=== ASSIGNMENT ===
For this exercise, restate the records word for word.

Segment Start: DATA LISTING

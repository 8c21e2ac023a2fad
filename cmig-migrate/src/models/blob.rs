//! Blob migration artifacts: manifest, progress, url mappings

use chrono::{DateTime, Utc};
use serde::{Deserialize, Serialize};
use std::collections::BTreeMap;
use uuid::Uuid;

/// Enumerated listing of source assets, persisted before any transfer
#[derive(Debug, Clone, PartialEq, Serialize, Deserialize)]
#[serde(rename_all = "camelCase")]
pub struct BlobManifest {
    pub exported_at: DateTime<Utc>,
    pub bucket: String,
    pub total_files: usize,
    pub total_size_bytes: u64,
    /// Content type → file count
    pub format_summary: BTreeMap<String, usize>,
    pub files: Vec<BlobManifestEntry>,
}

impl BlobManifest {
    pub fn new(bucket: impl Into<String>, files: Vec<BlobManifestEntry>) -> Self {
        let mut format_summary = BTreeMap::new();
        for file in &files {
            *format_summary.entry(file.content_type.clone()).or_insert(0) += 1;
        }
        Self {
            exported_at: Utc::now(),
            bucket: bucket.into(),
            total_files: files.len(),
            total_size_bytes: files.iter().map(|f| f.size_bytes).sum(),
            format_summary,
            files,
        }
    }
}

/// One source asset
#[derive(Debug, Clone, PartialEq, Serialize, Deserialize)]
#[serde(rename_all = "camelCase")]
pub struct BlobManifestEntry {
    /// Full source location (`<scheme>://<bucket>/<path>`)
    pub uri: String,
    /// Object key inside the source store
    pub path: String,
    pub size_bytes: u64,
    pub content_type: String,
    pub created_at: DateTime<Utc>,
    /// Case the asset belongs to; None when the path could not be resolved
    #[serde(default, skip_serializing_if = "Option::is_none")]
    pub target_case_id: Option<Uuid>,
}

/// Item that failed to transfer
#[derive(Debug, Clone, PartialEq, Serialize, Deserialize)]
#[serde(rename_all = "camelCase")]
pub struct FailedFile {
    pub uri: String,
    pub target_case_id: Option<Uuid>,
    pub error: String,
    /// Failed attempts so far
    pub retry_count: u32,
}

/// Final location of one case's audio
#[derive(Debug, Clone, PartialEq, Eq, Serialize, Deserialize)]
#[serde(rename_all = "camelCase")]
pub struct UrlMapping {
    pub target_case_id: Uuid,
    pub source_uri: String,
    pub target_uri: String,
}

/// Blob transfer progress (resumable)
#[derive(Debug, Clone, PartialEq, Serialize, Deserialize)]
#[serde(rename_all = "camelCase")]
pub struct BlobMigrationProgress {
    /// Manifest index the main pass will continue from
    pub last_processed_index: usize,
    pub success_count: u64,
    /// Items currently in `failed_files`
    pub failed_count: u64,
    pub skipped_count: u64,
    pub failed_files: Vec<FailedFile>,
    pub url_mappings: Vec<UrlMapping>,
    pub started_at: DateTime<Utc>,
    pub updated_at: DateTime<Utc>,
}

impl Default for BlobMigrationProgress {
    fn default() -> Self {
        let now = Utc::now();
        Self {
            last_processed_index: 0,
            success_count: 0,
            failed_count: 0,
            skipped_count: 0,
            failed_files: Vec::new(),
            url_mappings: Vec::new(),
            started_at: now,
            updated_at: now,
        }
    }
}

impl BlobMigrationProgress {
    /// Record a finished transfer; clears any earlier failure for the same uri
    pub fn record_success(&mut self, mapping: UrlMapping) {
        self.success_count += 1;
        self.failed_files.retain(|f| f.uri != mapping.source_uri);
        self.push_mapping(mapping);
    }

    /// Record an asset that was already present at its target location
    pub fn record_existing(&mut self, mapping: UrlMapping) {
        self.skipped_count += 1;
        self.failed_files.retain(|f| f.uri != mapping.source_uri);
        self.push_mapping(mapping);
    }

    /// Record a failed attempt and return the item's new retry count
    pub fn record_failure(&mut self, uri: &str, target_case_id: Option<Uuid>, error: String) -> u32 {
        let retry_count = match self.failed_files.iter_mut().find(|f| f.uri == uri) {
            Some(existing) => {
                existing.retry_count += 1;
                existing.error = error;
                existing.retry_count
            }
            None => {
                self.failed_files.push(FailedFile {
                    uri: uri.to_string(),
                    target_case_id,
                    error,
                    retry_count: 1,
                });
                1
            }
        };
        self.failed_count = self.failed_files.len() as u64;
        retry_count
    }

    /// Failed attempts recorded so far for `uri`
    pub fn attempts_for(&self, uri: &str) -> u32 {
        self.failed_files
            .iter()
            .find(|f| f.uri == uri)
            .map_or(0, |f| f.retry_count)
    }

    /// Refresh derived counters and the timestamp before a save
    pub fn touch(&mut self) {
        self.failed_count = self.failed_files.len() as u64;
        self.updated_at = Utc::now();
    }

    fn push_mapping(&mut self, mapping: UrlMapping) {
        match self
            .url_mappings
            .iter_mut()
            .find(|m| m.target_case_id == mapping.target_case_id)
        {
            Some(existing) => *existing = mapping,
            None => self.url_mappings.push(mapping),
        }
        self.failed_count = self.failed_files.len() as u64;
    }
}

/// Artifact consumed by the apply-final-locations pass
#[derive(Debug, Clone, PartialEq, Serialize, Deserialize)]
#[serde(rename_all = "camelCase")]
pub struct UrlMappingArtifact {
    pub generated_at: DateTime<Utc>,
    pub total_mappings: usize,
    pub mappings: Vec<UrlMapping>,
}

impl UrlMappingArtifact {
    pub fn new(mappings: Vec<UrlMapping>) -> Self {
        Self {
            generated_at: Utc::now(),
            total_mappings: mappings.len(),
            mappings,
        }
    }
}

Segment End: DATA LISTING

=== WRITTEN SOLUTION ===
repository 8c21e2ac023a2fad
filename cmig-migrate/src/models/blob.rs
//! Blob migration artifacts: manifest, progress, url mappings

use chrono::{DateTime, Utc};
use serde::{Deserialize, Serialize};
use std::collections::BTreeMap;
use uuid::Uuid;

/// Enumerated listing of source assets, persisted before any transfer
#[derive(Debug, Clone, PartialEq, Serialize, Deserialize)]
#[serde(rename_all = "camelCase")]
pub struct BlobManifest {
    pub exported_at: DateTime<Utc>,
    pub bucket: String,
    pub total_files: usize,
    pub total_size_bytes: u64,
    /// Content type → file count
    pub format_summary: BTreeMap<String, usize>,
    pub files: Vec<BlobManifestEntry>,
}

impl BlobManifest {
    pub fn new(bucket: impl Into<String>, files: Vec<BlobManifestEntry>) -> Self {
        let mut format_summary = BTreeMap::new();
        for file in &files {
            *format_summary.entry(file.content_type.clone()).or_insert(0) += 1;
        }
        Self {
            exported_at: Utc::now(),
            bucket: bucket.into(),
            total_files: files.len(),
            total_size_bytes: files.iter().map(|f| f.size_bytes).sum(),
            format_summary,
            files,
        }
    }
}

/// One source asset
#[derive(Debug, Clone, PartialEq, Serialize, Deserialize)]
#[serde(rename_all = "camelCase")]
pub struct BlobManifestEntry {
    /// Full source location (`<scheme>://<bucket>/<path>`)
    pub uri: String,
    /// Object key inside the source store
    pub path: String,
    pub size_bytes: u64,
    pub content_type: String,
    pub created_at: DateTime<Utc>,
    /// Case the asset belongs to; None when the path could not be resolved
    #[serde(default, skip_serializing_if = "Option::is_none")]
    pub target_case_id: Option<Uuid>,
}

/// Item that failed to transfer
#[derive(Debug, Clone, PartialEq, Serialize, Deserialize)]
#[serde(rename_all = "camelCase")]
pub struct FailedFile {
    pub uri: String,
    pub target_case_id: Option<Uuid>,
    pub error: String,
    /// Failed attempts so far
    pub retry_count: u32,
}

/// Final location of one case's audio
#[derive(Debug, Clone, PartialEq, Eq, Serialize, Deserialize)]
#[serde(rename_all = "camelCase")]
pub struct UrlMapping {
    pub target_case_id: Uuid,
    pub source_uri: String,
    pub target_uri: String,
}

/// Blob transfer progress (resumable)
#[derive(Debug, Clone, PartialEq, Serialize, Deserialize)]
#[serde(rename_all = "camelCase")]
pub struct BlobMigrationProgress {
    /// Manifest index the main pass will continue from
    pub last_processed_index: usize,
    pub success_count: u64,
    /// Items currently in `failed_files`
    pub failed_count: u64,
    pub skipped_count: u64,
    pub failed_files: Vec<FailedFile>,
    pub url_mappings: Vec<UrlMapping>,
    pub started_at: DateTime<Utc>,
    pub updated_at: DateTime<Utc>,
}

impl Default for BlobMigrationProgress {
    fn default() -> Self {
        let now = Utc::now();
        Self {
            last_processed_index: 0,
            success_count: 0,
            failed_count: 0,
            skipped_count: 0,
            failed_files: Vec::new(),
            url_mappings: Vec::new(),
            started_at: now,
            updated_at: now,
        }
    }
}

impl BlobMigrationProgress {
    /// Record a finished transfer; clears any earlier failure for the same uri
    pub fn record_success(&mut self, mapping: UrlMapping) {
        self.success_count += 1;
        self.failed_files.retain(|f| f.uri != mapping.source_uri);
        self.push_mapping(mapping);
    }

    /// Record an asset that was already present at its target location
    pub fn record_existing(&mut self, mapping: UrlMapping) {
        self.skipped_count += 1;
        self.failed_files.retain(|f| f.uri != mapping.source_uri);
        self.push_mapping(mapping);
    }

    /// Record a failed attempt and return the item's new retry count
    pub fn record_failure(&mut self, uri: &str, target_case_id: Option<Uuid>, error: String) -> u32 {
        let retry_count = match self.failed_files.iter_mut().find(|f| f.uri == uri) {
            Some(existing) => {
                existing.retry_count += 1;
                existing.error = error;
                existing.retry_count
            }
            None => {
                self.failed_files.push(FailedFile {
                    uri: uri.to_string(),
                    target_case_id,
                    error,
                    retry_count: 1,
                });
                1
            }
        };
        self.failed_count = self.failed_files.len() as u64;
        retry_count
    }

    /// Failed attempts recorded so far for `uri`
    pub fn attempts_for(&self, uri: &str) -> u32 {
        self.failed_files
            .iter()
            .find(|f| f.uri == uri)
            .map_or(0, |f| f.retry_count)
    }

    /// Refresh derived counters and the timestamp before a save
    pub fn touch(&mut self) {
        self.failed_count = self.failed_files.len() as u64;
        self.updated_at = Utc::now();
    }

    fn push_mapping(&mut self, mapping: UrlMapping) {
        match self
            .url_mappings
            .iter_mut()
            .find(|m| m.target_case_id == mapping.target_case_id)
        {
            Some(existing) => *existing = mapping,
            None => self.url_mappings.push(mapping),
        }
        self.failed_count = self.failed_files.len() as u64;
    }
}

/// Artifact consumed by the apply-final-locations pass
#[derive(Debug, Clone, PartialEq, Serialize, Deserialize)]
#[serde(rename_all = "camelCase")]
pub struct UrlMappingArtifact {
    pub generated_at: DateTime<Utc>,
    pub total_mappings: usize,
    pub mappings: Vec<UrlMapping>,
}

impl UrlMappingArtifact {
    pub fn new(mappings: Vec<UrlMapping>) -> Self {
        Self {
            generated_at: Utc::now(),
            total_mappings: mappings.len(),
            mappings,
        }
    }
}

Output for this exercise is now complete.